Je pense que préciser les mots « directement touchés » permet aux membres d'un groupe de travail de mieux accomplir leur tâche, car ils peuvent ainsi se concentrer sur les éléments qui auront une incidence concrète.

Deuxièmement, le gouvernement doit prévoir du temps et des efforts, et donc de l'argent, lorsqu'il participe à des processus qui sont peut-être submergés d'avis; même si ces avis sont valables sur le plan des droits individuels, ils n'aident pas vraiment à la prise de décisions. Il faut privilégier ce qui est important et à mon avis, ces dispositions permettront à un groupe de travail d'y arriver.

Le sénateur Munson : Merci beaucoup d'être ici aujourd'hui. Je vous suis reconnaissant de votre contribution à cet examen des évaluations environnementales. Au sein du gouvernement, on utilise le mot « rationalisation ».

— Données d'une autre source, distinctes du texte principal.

use std::{collections::HashSet, sync::Arc};

use futures::future::join_all;

use crate::{
    constants::prompts::{quiz_generation_prompt, QUIZ_GENERATOR_SYSTEM_PROMPT},
    errors::{AppError, AppResult, QuestionGenerationError, MISSING_TOPICS_MESSAGE},
    models::domain::{FailedTopic, Question, QuestionBatch, QuestionSource, TopicResult},
    repositories::QuestionRepository,
    services::{
        completion_service::{CompletionRequest, CompletionService},
        response_parser::{generated_question_schema, parse_question_array, validate_questions},
    },
};

/// How many stored questions a cache probe reads back.
pub const CACHE_PROBE_LIMIT: i64 = 10;
/// Fewest questions a topic may be served with, cached or generated.
pub const MIN_QUESTIONS_PER_TOPIC: usize = 5;
/// Upper bound requested from the model.
pub const MAX_QUESTIONS_PER_TOPIC: usize = 10;

/// Serves quiz questions per topic, preferring stored questions and falling
/// back to the generative model.
pub struct QuestionService {
    repository: Arc<dyn QuestionRepository>,
    completion: Arc<dyn CompletionService>,
    element_schema: String,
}

impl QuestionService {
    pub fn new(
        repository: Arc<dyn QuestionRepository>,
        completion: Arc<dyn CompletionService>,
    ) -> Self {
        Self {
            repository,
            completion,
            element_schema: generated_question_schema(),
        }
    }

    /// Resolves every topic of the batch concurrently.
    ///
    /// Per-topic failures come back in `failed_topics`. The call itself fails
    /// only for malformed input or when no topic succeeded.
    pub async fn provide_questions(&self, topics: &[String]) -> AppResult<QuestionBatch> {
        let topics = normalize_topics(topics)?;

        log::info!("Providing questions for {} topic(s)", topics.len());

        let outcomes = join_all(topics.iter().map(|topic| self.provide_topic(topic))).await;

        let mut batch = QuestionBatch::default();
        for outcome in outcomes {
            match outcome {
                Ok(result) => batch.topics.push(result),
                Err(failed) => batch.failed_topics.push(failed),
            }
        }

        if batch.topics.is_empty() {
            log::error!("Question generation failed for all {} topic(s)", topics.len());
            return Err(AppError::AllTopicsFailed);
        }

        Ok(batch)
    }

    pub async fn cached_questions(&self, topic: &str, limit: i64) -> AppResult<Vec<Question>> {
        let topic = topic.trim();
        if topic.is_empty() {
            return Err(AppError::ValidationError("Topic is required".to_string()));
        }
        self.repository.find_by_topic(topic, limit).await
    }

    async fn provide_topic(&self, topic: &str) -> Result<TopicResult, FailedTopic> {
        self.resolve_topic(topic).await.map_err(|e| {
            log::warn!("Error generating questions for \"{}\": {}", topic, e);
            FailedTopic {
                topic: topic.to_string(),
                error: e.to_string(),
            }
        })
    }

    async fn resolve_topic(&self, topic: &str) -> Result<TopicResult, QuestionGenerationError> {
        let cached = self
            .repository
            .find_by_topic(topic, CACHE_PROBE_LIMIT)
            .await?;

        if cached.len() >= MIN_QUESTIONS_PER_TOPIC {
            log::info!("Using {} cached questions for topic: {}", cached.len(), topic);
            return Ok(TopicResult {
                topic: topic.to_string(),
                questions: cached,
                source: QuestionSource::Cached,
            });
        }

        let questions = self.generate_questions(topic).await?;
        log::info!("Generated and stored {} questions for topic: {}", questions.len(), topic);

        Ok(TopicResult {
            topic: topic.to_string(),
            questions,
            source: QuestionSource::Generated,
        })
    }

    async fn generate_questions(
        &self,
        topic: &str,
    ) -> Result<Vec<Question>, QuestionGenerationError> {
        let prompt = quiz_generation_prompt(
            topic,
            MIN_QUESTIONS_PER_TOPIC,
            MAX_QUESTIONS_PER_TOPIC,
            &self.element_schema,
        );

        let raw = self
            .completion
            .complete(CompletionRequest::json(QUIZ_GENERATOR_SYSTEM_PROMPT, prompt))
            .await?;

        let items = parse_question_array(&raw)?;
        let drafts = validate_questions(items, MIN_QUESTIONS_PER_TOPIC)?;

        let saves = drafts.into_iter().map(|draft| {
            let question = Question::new(topic, &draft.question, draft.options, &draft.correct);
            self.repository.create(question)
        });

        join_all(saves)
            .await
            .into_iter()
            .collect::<AppResult<Vec<Question>>>()
            .map_err(|e| QuestionGenerationError::Persistence(e.to_string()))
    }
}

/// Trims topics and drops repeats, keeping first occurrences in order.
fn normalize_topics(topics: &[String]) -> AppResult<Vec<String>> {
    if topics.is_empty() || topics.iter().any(|t| t.trim().is_empty()) {
        return Err(AppError::ValidationError(MISSING_TOPICS_MESSAGE.to_string()));
    }

    let mut seen = HashSet::new();
    Ok(topics
        .iter()
        .map(|t| t.trim().to_string())
        .filter(|t| seen.insert(t.clone()))
        .collect())
}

Aujourd'hui, on a parlé de simplifier les choses, d'être logique, de bien gérer le temps, et cetera. Vos arguments sont valables. Que diriez-vous aux groupes environnementaux qui croient que ces évaluations environnementales sont « éviscérées » — ils utilisent un autre mot — et qu'elles ne donneront pas un aperçu assez rigoureux de tous ces programmes lorsqu'il s'agit d'activités minières, de l'oléoduc Gateway, et cetera? Dans le milieu environnemental, il y a des gens qui n'aiment absolument pas ce qu'ils voient dans ce volumineux projet de loi. Si l'on tient compte du grand nombre de catégories — je ne les ai pas comptées —, le mot « simplifier » pourrait s'appliquer, mais cela ne serait-il pas aux dépens de l'environnement?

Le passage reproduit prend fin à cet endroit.